**What the exercise asks**:
Whenever the word "Classifies" turns up in a line below, that line should be copied.

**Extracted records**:

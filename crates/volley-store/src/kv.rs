//! Durable KV contract.
//!
//! The engine assumes a store with hash, list, sorted-set, and TTL
//! primitives. Implementations must make two guarantees:
//! - [`KvStore::apply`] executes its batch in one round-trip where the
//!   backend allows it (a pipeline); callers use it for multi-key updates
//!   that must not interleave with other writers' round-trips.
//! - TTLs set via [`KvOp::Expire`] refresh the full lifetime (last write
//!   wins).
//!
//! Individual reads are plain point operations; readers must tolerate a
//! brief window where an index references a not-yet-populated value.

use std::collections::HashMap;
use std::time::Duration;

use async_trait::async_trait;
use serde_json::Value;
use volley_core::Result;

/// One write in a pipelined batch.
#[derive(Clone, Debug)]
pub enum KvOp {
    /// Set a JSON value, optionally with a TTL.
    SetJson {
        key: String,
        value: Value,
        ttl: Option<Duration>,
    },
    /// Set hash fields (creating the hash when absent).
    HashSet {
        key: String,
        fields: Vec<(String, String)>,
    },
    /// Increment an integer hash field.
    HashIncr { key: String, field: String, by: i64 },
    /// Append to a list.
    ListPush { key: String, value: String },
    /// Trim a list to its last `keep` entries.
    ListTrimLast { key: String, keep: usize },
    /// Add (or re-score) a sorted-set member.
    ZsetAdd {
        key: String,
        member: String,
        score: f64,
    },
    /// Set or refresh a key's TTL.
    Expire { key: String, ttl: Duration },
}

/// Storage façade over the durable KV.
#[async_trait]
pub trait KvStore: Send + Sync {
    /// Applies a batch of writes in one round-trip where possible.
    async fn apply(&self, ops: Vec<KvOp>) -> Result<()>;

    async fn get_json(&self, key: &str) -> Result<Option<Value>>;

    async fn delete(&self, key: &str) -> Result<bool>;

    async fn hash_get_all(&self, key: &str) -> Result<HashMap<String, String>>;

    /// List entries from `start` to `stop` inclusive (negative indices count
    /// from the tail, as in the backend's native range semantics).
    async fn list_range(&self, key: &str, start: i64, stop: i64) -> Result<Vec<String>>;

    /// Sorted-set members with `min <= score <= max`, ascending by score.
    async fn zset_range_by_score(
        &self,
        key: &str,
        min: f64,
        max: f64,
        limit: usize,
    ) -> Result<Vec<(String, f64)>>;
}
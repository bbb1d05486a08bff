//! Failure taxonomy and classification.
//!
//! Classification is the only place that inspects raw remote error shapes.
//! Everything downstream (retry policy, pipeline bookkeeping, persisted
//! user-action errors) works from the closed [`ErrorCategory`] set and the
//! structured [`ApiError`] it produces.
//!
//! Mapping (status if present, else transport condition):
//! - 400/403/404/409/422 -> RequiresUserAction (403 carries permission info)
//! - 401 -> AuthError
//! - 429 -> TemporaryFailure (honors `Retry-After`)
//! - 500 and above -> SystemError
//! - timeout / connection refused / dns -> NetworkError
//! - anything else -> UnknownError
//!
//! Only TemporaryFailure and NetworkError are retryable.

use std::collections::HashMap;

use chrono::{DateTime, Utc};
use serde::{Deserialize, Serialize};
use serde_json::Value;

/// Closed failure category set.
#[derive(Clone, Copy, Debug, PartialEq, Eq, Hash, Serialize, Deserialize)]
#[serde(rename_all = "SCREAMING_SNAKE_CASE")]
pub enum ErrorCategory {
    /// Terminal 4xx-class failure requiring human remediation; never retried.
    RequiresUserAction,
    AuthError,
    /// Rate-limited (429); retried after `Retry-After` when present.
    TemporaryFailure,
    SystemError,
    NetworkError,
    UnknownError,
}

impl ErrorCategory {
    pub fn as_str(&self) -> &'static str {
        match self {
            ErrorCategory::RequiresUserAction => "REQUIRES_USER_ACTION",
            ErrorCategory::AuthError => "AUTH_ERROR",
            ErrorCategory::TemporaryFailure => "TEMPORARY_FAILURE",
            ErrorCategory::SystemError => "SYSTEM_ERROR",
            ErrorCategory::NetworkError => "NETWORK_ERROR",
            ErrorCategory::UnknownError => "UNKNOWN_ERROR",
        }
    }

    /// Retryable iff the failure can clear on its own.
    pub fn can_retry(&self) -> bool {
        matches!(
            self,
            ErrorCategory::TemporaryFailure | ErrorCategory::NetworkError
        )
    }
}

impl std::fmt::Display for ErrorCategory {
    fn fmt(&self, f: &mut std::fmt::Formatter<'_>) -> std::fmt::Result {
        f.write_str(self.as_str())
    }
}

/// Transport-level failure condition when no HTTP status was produced.
#[derive(Clone, Copy, Debug, PartialEq, Eq, Serialize, Deserialize)]
#[serde(rename_all = "snake_case")]
pub enum TransportCondition {
    Timeout,
    ConnectionRefused,
    DnsNotFound,
    Other,
}

/// Structured API failure carried as a value through pool and pipeline.
#[derive(Clone, Debug, Serialize, Deserialize)]
#[serde(rename_all = "camelCase")]
pub struct ApiError {
    pub category: ErrorCategory,
    #[serde(skip_serializing_if = "Option::is_none")]
    pub status_code: Option<u16>,
    pub message: String,
    pub can_retry: bool,
    pub user_action_required: bool,
    /// Extracted from 400/422 bodies (`errors` | `validationErrors` | `details`).
    #[serde(skip_serializing_if = "Option::is_none")]
    pub validation_errors: Option<Vec<String>>,
    /// Extracted from 403 bodies (`permission` | `requiredPermissions`) or the
    /// `required-permission` header.
    #[serde(skip_serializing_if = "Option::is_none")]
    pub permission_info: Option<Value>,
    /// From body `userAction` | `userGuidance` or the `user-action` header.
    #[serde(skip_serializing_if = "Option::is_none")]
    pub user_action_guidance: Option<String>,
    /// Server-requested delay before the next attempt (429 only).
    #[serde(skip_serializing_if = "Option::is_none")]
    pub retry_after_ms: Option<u64>,
    /// Original failure text, for traces and operator inspection.
    #[serde(skip_serializing_if = "Option::is_none")]
    pub raw_error: Option<String>,
}

impl ApiError {
    fn new(category: ErrorCategory, status_code: Option<u16>, message: String) -> Self {
        Self {
            category,
            status_code,
            message,
            can_retry: category.can_retry(),
            user_action_required: category == ErrorCategory::RequiresUserAction,
            validation_errors: None,
            permission_info: None,
            user_action_guidance: None,
            retry_after_ms: None,
            raw_error: None,
        }
    }

    /// System-level failure produced by the engine itself (pool, breaker).
    pub fn system(message: impl Into<String>) -> Self {
        Self::new(ErrorCategory::SystemError, None, message.into())
    }

    /// Network failure without a status (timeout, refused connection, dns).
    pub fn network(message: impl Into<String>) -> Self {
        Self::new(ErrorCategory::NetworkError, None, message.into())
    }
}

impl std::fmt::Display for ApiError {
    fn fmt(&self, f: &mut std::fmt::Formatter<'_>) -> std::fmt::Result {
        match self.status_code {
            Some(code) => write!(f, "{} ({}): {}", self.category, code, self.message),
            None => write!(f, "{}: {}", self.category, self.message),
        }
    }
}

/// Classifies a non-2xx HTTP response. Headers are expected lowercased.
pub fn classify_response(
    status: u16,
    headers: &HashMap<String, String>,
    body: &Value,
) -> ApiError {
    let category = match status {
        400 | 403 | 404 | 409 | 422 => ErrorCategory::RequiresUserAction,
        401 => ErrorCategory::AuthError,
        429 => ErrorCategory::TemporaryFailure,
        s if s >= 500 => ErrorCategory::SystemError,
        _ => ErrorCategory::UnknownError,
    };

    let mut error = ApiError::new(category, Some(status), response_message(status, headers, body));
    error.user_action_guidance = extract_guidance(headers, body);
    match status {
        400 | 422 => error.validation_errors = extract_validation_errors(body),
        403 => error.permission_info = extract_permission_info(headers, body),
        429 => {
            error.retry_after_ms = headers
                .get("retry-after")
                .and_then(|raw| parse_retry_after(raw, Utc::now()));
        }
        _ => {}
    }
    if !body.is_null() {
        error.raw_error = Some(body.to_string());
    }
    error
}

/// Classifies a failure that produced no HTTP response.
pub fn classify_transport(condition: TransportCondition, message: impl Into<String>) -> ApiError {
    let message = message.into();
    let mut error = match condition {
        TransportCondition::Timeout
        | TransportCondition::ConnectionRefused
        | TransportCondition::DnsNotFound => ApiError::network(message.clone()),
        TransportCondition::Other => {
            ApiError::new(ErrorCategory::UnknownError, None, message.clone())
        }
    };
    error.raw_error = Some(message);
    error
}

/// Human-readable failure message: the `response-description` header wins,
/// then common body shapes, then a plain status line.
fn response_message(status: u16, headers: &HashMap<String, String>, body: &Value) -> String {
    if let Some(description) = headers.get("response-description") {
        if !description.is_empty() {
            return description.clone();
        }
    }
    for path in ["message", "error", "detail"] {
        if let Some(text) = body.get(path).and_then(Value::as_str) {
            return text.to_string();
        }
    }
    format!("HTTP {}", status)
}

fn extract_validation_errors(body: &Value) -> Option<Vec<String>> {
    for path in ["errors", "validationErrors", "details"] {
        if let Some(found) = body.get(path) {
            let items = match found {
                Value::Array(items) => items
                    .iter()
                    .map(|item| match item {
                        Value::String(s) => s.clone(),
                        other => other.to_string(),
                    })
                    .collect(),
                Value::String(s) => vec![s.clone()],
                other => vec![other.to_string()],
            };
            if !items.is_empty() {
                return Some(items);
            }
        }
    }
    None
}

fn extract_permission_info(headers: &HashMap<String, String>, body: &Value) -> Option<Value> {
    for path in ["permission", "requiredPermissions"] {
        if let Some(found) = body.get(path) {
            if !found.is_null() {
                return Some(found.clone());
            }
        }
    }
    headers
        .get("required-permission")
        .map(|raw| Value::String(raw.clone()))
}

fn extract_guidance(headers: &HashMap<String, String>, body: &Value) -> Option<String> {
    for path in ["userAction", "userGuidance"] {
        if let Some(text) = body.get(path).and_then(Value::as_str) {
            return Some(text.to_string());
        }
    }
    headers.get("user-action").cloned()
}

/// Parses a `Retry-After` header value into milliseconds: either integer
/// seconds or an HTTP-date. Floors the result at one second.
pub fn parse_retry_after(raw: &str, now: DateTime<Utc>) -> Option<u64> {
    let raw = raw.trim();
    if let Ok(seconds) = raw.parse::<u64>() {
        return Some(seconds.max(1) * 1000);
    }
    let parsed = DateTime::parse_from_rfc2822(raw).ok()?;
    let delta_ms = parsed
        .with_timezone(&Utc)
        .signed_duration_since(now)
        .num_milliseconds();
    Some((delta_ms.max(1000)) as u64)
}

#[cfg(test)]
mod tests {
    use super::*;
    use chrono::Duration as ChronoDuration;
    use serde_json::json;

    fn headers(pairs: &[(&str, &str)]) -> HashMap<String, String> {
        pairs
            .iter()
            .map(|(k, v)| (k.to_string(), v.to_string()))
            .collect()
    }

    #[test]
    fn status_mapping_matches_taxonomy() {
        let empty = HashMap::new();
        let cases = [
            (400, ErrorCategory::RequiresUserAction),
            (401, ErrorCategory::AuthError),
            (403, ErrorCategory::RequiresUserAction),
            (404, ErrorCategory::RequiresUserAction),
            (409, ErrorCategory::RequiresUserAction),
            (422, ErrorCategory::RequiresUserAction),
            (429, ErrorCategory::TemporaryFailure),
            (500, ErrorCategory::SystemError),
            (503, ErrorCategory::SystemError),
            (418, ErrorCategory::UnknownError),
        ];
        for (status, expected) in cases {
            let classified = classify_response(status, &empty, &Value::Null);
            assert_eq!(classified.category, expected, "status {}", status);
        }
    }

    #[test]
    fn only_temporary_and_network_are_retryable() {
        let empty = HashMap::new();
        assert!(classify_response(429, &empty, &Value::Null).can_retry);
        assert!(classify_transport(TransportCondition::Timeout, "timed out").can_retry);
        assert!(!classify_response(422, &empty, &Value::Null).can_retry);
        assert!(!classify_response(500, &empty, &Value::Null).can_retry);
        assert!(!classify_transport(TransportCondition::Other, "?").can_retry);
    }

    #[test]
    fn validation_errors_extracted_from_422_body() {
        let empty = HashMap::new();
        let classified = classify_response(422, &empty, &json!({"errors": ["bad date"]}));
        assert!(classified.user_action_required);
        assert_eq!(classified.validation_errors, Some(vec!["bad date".into()]));

        let classified =
            classify_response(400, &empty, &json!({"details": [{"field": "name"}]}));
        assert_eq!(
            classified.validation_errors,
            Some(vec!["{\"field\":\"name\"}".into()])
        );
    }

    #[test]
    fn permission_info_prefers_body_over_header() {
        let hdrs = headers(&[("required-permission", "records:write")]);
        let classified = classify_response(403, &hdrs, &json!({"permission": "admin"}));
        assert_eq!(classified.permission_info, Some(json!("admin")));
        assert_eq!(classified.category, ErrorCategory::RequiresUserAction);

        let classified = classify_response(403, &hdrs, &Value::Null);
        assert_eq!(classified.permission_info, Some(json!("records:write")));
    }

    #[test]
    fn guidance_from_body_or_header() {
        let hdrs = headers(&[("user-action", "re-authenticate")]);
        let classified = classify_response(409, &hdrs, &json!({"userAction": "resolve conflict"}));
        assert_eq!(
            classified.user_action_guidance.as_deref(),
            Some("resolve conflict")
        );
        let classified = classify_response(409, &hdrs, &Value::Null);
        assert_eq!(
            classified.user_action_guidance.as_deref(),
            Some("re-authenticate")
        );
    }

    #[test]
    fn response_description_header_wins_message() {
        let hdrs = headers(&[("response-description", "member already exists")]);
        let classified = classify_response(409, &hdrs, &json!({"message": "conflict"}));
        assert_eq!(classified.message, "member already exists");
    }

    #[test]
    fn retry_after_seconds_and_http_date() {
        let now = Utc::now();
        assert_eq!(parse_retry_after("2", now), Some(2000));
        assert_eq!(parse_retry_after("0", now), Some(1000), "floors at 1s");

        let at = (now + ChronoDuration::seconds(5)).to_rfc2822();
        let ms = parse_retry_after(&at, now).expect("parses http-date");
        assert!((4000..=6000).contains(&ms), "got {}", ms);

        let past = (now - ChronoDuration::seconds(30)).to_rfc2822();
        assert_eq!(parse_retry_after(&past, now), Some(1000), "floors at 1s");
        assert_eq!(parse_retry_after("soon", now), None);
    }

    #[test]
    fn category_serializes_screaming_snake() {
        let serialized = serde_json::to_string(&ErrorCategory::RequiresUserAction).expect("json");
        assert_eq!(serialized, "\"REQUIRES_USER_ACTION\"");
        assert_eq!(ErrorCategory::NetworkError.as_str(), "NETWORK_ERROR");
    }
}
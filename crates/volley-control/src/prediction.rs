//! Hour-of-day concurrency prediction.
//!
//! The controller stores the concurrency it was comfortably running at into
//! the current hour's bucket, and nudges toward the historical mean of the
//! *next* hour's bucket. The nudge is bounded to ±5 so a stale pattern can
//! never dominate the live signals.

const MAX_SAMPLES_PER_BUCKET: usize = 30;
const MAX_ADJUSTMENT: i64 = 5;

/// Historical concurrency samples, bucketed by hour of day.
pub struct HourlyPattern {
    buckets: [Vec<usize>; 24],
}

impl HourlyPattern {
    pub fn new() -> Self {
        Self {
            buckets: std::array::from_fn(|_| Vec::new()),
        }
    }

    /// Records a concurrency sample for `hour` (0..24).
    pub fn record(&mut self, hour: usize, concurrency: usize) {
        let bucket = &mut self.buckets[hour % 24];
        bucket.push(concurrency);
        if bucket.len() > MAX_SAMPLES_PER_BUCKET {
            bucket.remove(0);
        }
    }

    /// Suggested delta toward the mean of the hour *after* `hour`, clamped
    /// to ±5. Zero when the next bucket has no history.
    pub fn suggest(&self, hour: usize, current: usize) -> i64 {
        let bucket = &self.buckets[(hour + 1) % 24];
        if bucket.is_empty() {
            return 0;
        }
        let mean = bucket.iter().sum::<usize>() as f64 / bucket.len() as f64;
        let delta = (mean - current as f64).round() as i64;
        delta.clamp(-MAX_ADJUSTMENT, MAX_ADJUSTMENT)
    }

    pub fn samples_for(&self, hour: usize) -> usize {
        self.buckets[hour % 24].len()
    }
}

impl Default for HourlyPattern {
    fn default() -> Self {
        Self::new()
    }
}

#[cfg(test)]
mod tests {
    use super::*;

    #[test]
    fn suggest_is_zero_without_history() {
        let pattern = HourlyPattern::new();
        assert_eq!(pattern.suggest(9, 25), 0);
    }

    #[test]
    fn suggest_targets_next_hour_mean() {
        let mut pattern = HourlyPattern::new();
        for c in [30, 32, 34] {
            pattern.record(10, c);
        }
        // Suggestion at hour 9 looks into the hour-10 bucket (mean 32).
        assert_eq!(pattern.suggest(9, 25), 5, "clamped to +5");
        assert_eq!(pattern.suggest(9, 30), 2);
        assert_eq!(pattern.suggest(9, 40), -5, "clamped to -5");
    }

    #[test]
    fn buckets_wrap_at_midnight() {
        let mut pattern = HourlyPattern::new();
        pattern.record(0, 40);
        assert_eq!(pattern.suggest(23, 35), 5);
    }

    #[test]
    fn bucket_history_is_bounded() {
        let mut pattern = HourlyPattern::new();
        for i in 0..50 {
            pattern.record(3, i);
        }
        assert_eq!(pattern.samples_for(3), MAX_SAMPLES_PER_BUCKET);
    }
}
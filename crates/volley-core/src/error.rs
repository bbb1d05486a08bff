//! Engine-level error type.
//!
//! Classified API failures travel as structured [`ApiError`](crate::classify::ApiError)
//! values through the pool and pipeline; they are never raised as opaque errors
//! across component boundaries. `DispatchError` covers everything else: the
//! durable store, the queue, HTTP transport setup, pool plumbing, and
//! configuration.

use crate::classify::ApiError;

/// Engine-level error type.
#[derive(Debug, thiserror::Error)]
pub enum DispatchError {
    #[error("Store error: {0}")]
    Store(String),
    #[error("Queue error: {0}")]
    Queue(String),
    #[error("Http error: {0}")]
    Http(String),
    #[error("Pool error: {0}")]
    Pool(String),
    #[error("Config error: {0}")]
    Config(String),
    /// A classified API failure (for retry and bookkeeping decisions).
    #[error("Api: {0}")]
    Api(ApiError),
}

pub type Result<T> = std::result::Result<T, DispatchError>;
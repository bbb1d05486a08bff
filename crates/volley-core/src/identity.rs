//! Identity types for the volley dispatch engine.
//!
//! SessionId names a tenant session; JobId names one enqueued batch; RequestId
//! correlates a single record with its request traces; WorkerId names the host
//! process publishing worker metrics.

/// Identifies a tenant session (owns the target API URL and credentials).
pub type SessionId = String;

/// Identifies a batch job on the work queue.
pub type JobId = String;

/// Correlates one record with its request traces (`apidata:<session>:<request>`).
pub type RequestId = String;

/// Identifies the dispatching host process (`worker:globalMetrics:<worker>`).
pub type WorkerId = String;

/// Builds the trace id used as the durable key suffix for a request trace.
pub fn trace_id(session_id: &str, request_id: &str) -> String {
    format!("{}:{}", session_id, request_id)
}

/// Builds the id of a persisted user-action error.
pub fn user_action_error_id(session_id: &str, job_id: &str, ts_ms: i64) -> String {
    format!("{}:{}:{}", session_id, job_id, ts_ms)
}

**Answer space**:
/// Classifies a non-2xx HTTP response. Headers are expected lowercased.
/// Classifies a failure that produced no HTTP response.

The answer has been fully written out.